Regardless of fertility status, not every fertilized egg will make it to a healthy embryo. Estimates on how many are lost during a natural conception seem to vary, but as many as one half of fertilized eggs are lost quickly after conception. During IVF, these early losses and failed conceptions are under a microscope, literally.
According to Ahmad, the chance of getting pregnant even in “the most fertile age range” is about 25% to 30% per cycle.
Step 4: Healthy embryo implanted into uterus
Once an embryo is selected and starts to develop, it will be transferred into a uterus for pregnancy to continue normally during a time in the menstrual cycle when the uterine lining can successfully receive it. This is a relatively short procedure where the embryo is released directly into the uterus, passing the cervix.
After some time, patients will know whether the embryo was able to successfully go through the “hatching” process of embed itself into the uterine lining, which then triggers someone’s body to go into pregnancy mode, hopefully resulting in a baby nine months later.
Step 5: Remaining embryos stored if requested
The Alabama court case from earlier this year was centered on embryos that were stored by patients at a fertility clinic.
People often have “extra” embryos if they went through the first parts of the IVF procedure and were able to become pregnant. If someone wants additional children in the future, they may keep those embryos frozen in a protective fluid with the use of liquid nitrogen for whenever they’re ready to try to become pregnant again.

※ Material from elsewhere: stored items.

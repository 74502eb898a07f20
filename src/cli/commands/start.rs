//! `start` command: continuous polling until SIGINT/SIGTERM.

use std::sync::Arc;
use tokio_util::sync::CancellationToken;
use tracing::info;

use crate::cli::commands::build_engine;
use crate::cli::run::CommandContext;
use crate::exit_codes::ExitCode;
use crate::scheduler::Scheduler;

pub async fn execute(ctx: &CommandContext) -> ExitCode {
    // Refuse to start without credentials; a pool of workers that can only
    // fail auth helps nobody.
    let engine = match build_engine(ctx) {
        Ok(engine) => engine,
        Err(message) => {
            eprintln!("✗ {message}");
            return ExitCode::DB_UNAVAILABLE;
        }
    };
    let scheduler = match Scheduler::new(engine) {
        Ok(scheduler) => Arc::new(scheduler),
        Err(err) => {
            eprintln!("✗ configuration error: {err}");
            return ExitCode::DB_UNAVAILABLE;
        }
    };

    let stop = CancellationToken::new();
    spawn_signal_listener(stop.clone());

    match scheduler.run(&stop).await {
        Ok(()) => ExitCode::SUCCESS,
        Err(err) => {
            eprintln!("✗ scheduler fault: {err}");
            ExitCode::INTERNAL
        }
    }
}

fn spawn_signal_listener(stop: CancellationToken) {
    tokio::spawn(async move {
        wait_for_shutdown_signal().await;
        info!("shutdown signal received");
        stop.cancel();
    });
}

#[cfg(unix)]
async fn wait_for_shutdown_signal() {
    use tokio::signal::unix::{SignalKind, signal};
    match signal(SignalKind::terminate()) {
        Ok(mut term) => {
            tokio::select! {
                _ = tokio::signal::ctrl_c() => {}
                _ = term.recv() => {}
            }
        }
        Err(_) => {
            let _ = tokio::signal::ctrl_c().await;
        }
    }
}

#[cfg(not(unix))]
async fn wait_for_shutdown_signal() {
    let _ = tokio::signal::ctrl_c().await;
}
//! `cleanup` command: retention pass over every tuple.

use std::sync::Arc;

use crate::clock::SystemClock;
use crate::cli::run::CommandContext;
use crate::exit_codes::ExitCode;
use crate::retention::RetentionManager;

pub async fn execute(ctx: &CommandContext) -> ExitCode {
    let retention = RetentionManager::new(Arc::clone(&ctx.store));
    match retention
        .cleanup_all(&ctx.settings, &ctx.activity, &SystemClock)
        .await
    {
        Ok(report) => {
            println!(
                "{} tuples, {} builds pruned, {} failures, {} log rows purged",
                report.tuples, report.pruned, report.failures, report.purged_log_rows
            );
            if report.failures > 0 {
                ExitCode::PARTIAL_FAILURE
            } else {
                ExitCode::SUCCESS
            }
        }
        Err(err) => {
            eprintln!("✗ cleanup aborted: {err}");
            ExitCode::DB_UNAVAILABLE
        }
    }
}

The price of embryo storage varies based on the clinic, but may cost at least a few hundred dollars per year, according to an estimate by ReproTech.
People may be left with stored or additional embryos they don’t know what to do with, have more embryos left than they initially planned for, they’re unable to go through pregnancy again for medical reasons, or they decide not to implant embryos that testing deemed genetically abnormal or those who don’t have a good chance of resulting in a healthy pregnancy.
If embryos are not used or frozen, embryos are discarded as medical waste, or they’re transferred into someone’s womb during a time in the menstrual cycle when pregnancy wouldn’t be possible. They can also be donated to science for research, and even to another person.
Whatever the choice, deciding the fate of remaining embryos created during IVF can be difficult for patients for a variety of reasons. The American Society for Reproductive Medicine, an organization in the field of reproductive science and medical practice, acknowledges the “ethical concerns” unused embryos pose for patients and the clinics that store them. The ASRM calls patient choice a “core value” of reproductive medicine and that patient wishes about their embryos should be “respected if practical and within legal limits.” The legal limits of what you’re able to do as a patient depend on state laws, as well as individual protocols at fertility clinics.
In general, patients have the wheel in deciding how to proceed in their IVF journey, according to Ahmad, which includes whether to only transfer “fresh” embryos and not store any (transferring frozen embryos may be recommended by physicians for different reasons, including a higher chance of pregnancy), and whether or not to do genetic testing. She notes that some fertility clinics may have individual protocols for freezing all embryos for testing or another reason, but choices in IVF should involve a risk-benefit discussion between patients and their doctors.
“Ultimately,” Ahmad said, “the goal is for the best possible outcome for the patient.”